It's rare to sit down and integrate to find a view factor. Books on heat transfer and handbooks list pages of view factors for different geometries, and there are some tricks you can use if the exact situation you need isn't in the table.

By the way, some people call them "configuration factors" instead of "view factors".

Olin Perry Norton

Reply to
Olin Perry Norton

Olin,

thank you for the hints and for the link to the book. This was a really good source of information. I hadn't thought I'd gone into such a weird topic... So thanks a lot!

David: I had been googling for quite a while without getting a good answer to what I was looking for (not view factors in general, but to the sky). I usually do that before posting to the usenet ;-) I should have mentioned...

Jens

Ol> You can download a good heat transfer book

Reply to
cool.bambus

Dear cool.bambus:

If it was easy, they wouldn't call it "work". And they wouldn't pay you.

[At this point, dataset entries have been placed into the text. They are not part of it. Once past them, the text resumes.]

//! Per-cell confusion classification of a candidate against a benchmark.
//!
//! Each stage consumes the previous one and returns a new grid, so the order
//! encode -> reproject -> clip -> water-body override -> align -> merge is
//! fixed by the types:
//!
//! ```text
//! benchmark: ValueRaster -> MaskedBenchmark
//! candidate: ValueRaster -> EncodedCandidate -> ClippedCandidate
//!                        -> MaskedCandidate -> AlignedCandidate
//! MaskedBenchmark + AlignedCandidate -> ContingencyMap
//! ```

use crate::core::extent::Extent;
use crate::core::metrics::{ConfusionCounts, EvaluationMetrics};
use crate::core::rasterize::{clip, BurnRule};
use crate::core::reproject::{reproject_nearest, warp_nearest};
use crate::core::water_bodies::WaterBodyMask;
use crate::io::raster::write_raster;
use crate::types::{codes, ClassRaster, Crs, FimError, FimResult, ValueRaster};
use ndarray::Zip;
use std::path::Path;

fn is_flooded(raster: &ValueRaster, value: f32) -> bool {
    !raster.is_nodata(value) && value.is_finite() && value > 0.0
}

/// Benchmark clipped to the extent and encoded as 0/2, with permanent
/// water bodies forced to dry. Its grid is the reference grid of the case.
#[derive(Debug, Clone)]
pub struct MaskedBenchmark {
    raster: ClassRaster,
}

impl MaskedBenchmark {
    pub fn new(raw: &ValueRaster, extent: &Extent, water: &WaterBodyMask) -> FimResult<Self> {
        let clipped = clip(raw, extent.polygons(), BurnRule::AllTouched)?;
        let source = &clipped.raster;
        let mut data = source.data.mapv(|v| {
            if is_flooded(source, v) {
                codes::BENCHMARK_FLOODED
            } else {
                codes::BENCHMARK_DRY
            }
        });
        Zip::from(&mut data)
            .and(&clipped.inside)
            .for_each(|cell, &inside| {
                if !inside {
                    *cell = codes::BENCHMARK_DRY;
                }
            });

        let water_cells = water.cells(&source.grid)?;
        Zip::from(&mut data).and(&water_cells).for_each(|cell, &wet| {
            if wet && *cell == codes::BENCHMARK_FLOODED {
                *cell = codes::BENCHMARK_DRY;
            }
        });

        Ok(Self {
            raster: ClassRaster::new(data, source.grid.clone(), None)?,
        })
    }

    pub fn raster(&self) -> &ClassRaster {
        &self.raster
    }

    /// Cell-wise sum with an aligned candidate
    pub fn merge(&self, candidate: &AlignedCandidate) -> FimResult<ContingencyMap> {
        let (b, c) = (&self.raster, &candidate.raster);
        if b.shape() != c.shape() || b.grid.transform != c.grid.transform {
            return Err(FimError::UnexpectedShape(format!(
                "candidate grid {:?} does not match benchmark grid {:?}",
                c.shape(),
                b.shape()
            )));
        }
        let merged = Zip::from(&b.data)
            .and(&c.data)
            .map_collect(|&b, &c| b.saturating_add(c));
        Ok(ContingencyMap {
            raster: ClassRaster::new(merged, b.grid.clone(), None)?,
        })
    }
}

/// Candidate encoded as 1 (dry) / 2 (flooded) on its own grid. Nodata
/// counts as dry.
#[derive(Debug, Clone)]
pub struct EncodedCandidate {
    raster: ClassRaster,
}

impl EncodedCandidate {
    pub fn encode(raw: &ValueRaster) -> Self {
        let raster = raw.map(None, |v| {
            if is_flooded(raw, v) {
                codes::CANDIDATE_FLOODED
            } else {
                codes::CANDIDATE_DRY
            }
        });
        Self { raster }
    }

    /// Nearest-neighbour reprojection of the encoded grid. Cells the source
    /// does not cover become no-data.
    pub fn reproject_to(self, crs: &Crs) -> FimResult<Self> {
        let raster = reproject_nearest(&self.raster, crs, codes::CANDIDATE_NO_DATA)?;
        Ok(Self { raster })
    }

    pub fn clip(self, extent: &Extent) -> FimResult<ClippedCandidate> {
        if !extent.crs().is_same(&self.raster.grid.crs) {
            return Err(FimError::Processing(format!(
                "extent is in {} but the candidate is in {}",
                extent.crs().label(),
                self.raster.grid.crs.label()
            )));
        }
        let clipped = clip(&self.raster, extent.polygons(), BurnRule::AllTouched)?;
        let mut data = clipped.raster.data;
        Zip::from(&mut data)
            .and(&clipped.inside)
            .for_each(|cell, &inside| {
                if !inside {
                    *cell = codes::CANDIDATE_NO_DATA;
                }
            });
        Ok(ClippedCandidate {
            raster: ClassRaster::new(data, clipped.raster.grid, None)?,
        })
    }
}

/// Encoded candidate cropped to the extent; 0 outside it
#[derive(Debug, Clone)]
pub struct ClippedCandidate {
    raster: ClassRaster,
}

I assumed you had. But you can get very frustrated if you do not form a specific search phrase. I supplied one that could cut your search time down, maybe getting good hits on the first few pages of hits.

I miss AltaVista, where you had all the power of Google, and the keyword "NEAR", that would let you find one word NEAR another (say 10 words either direction). There are PC-based solutions that you can obtain to do this, but...

David A. Smith

Reply to
N:dlzc D:aol T:com (dlzc)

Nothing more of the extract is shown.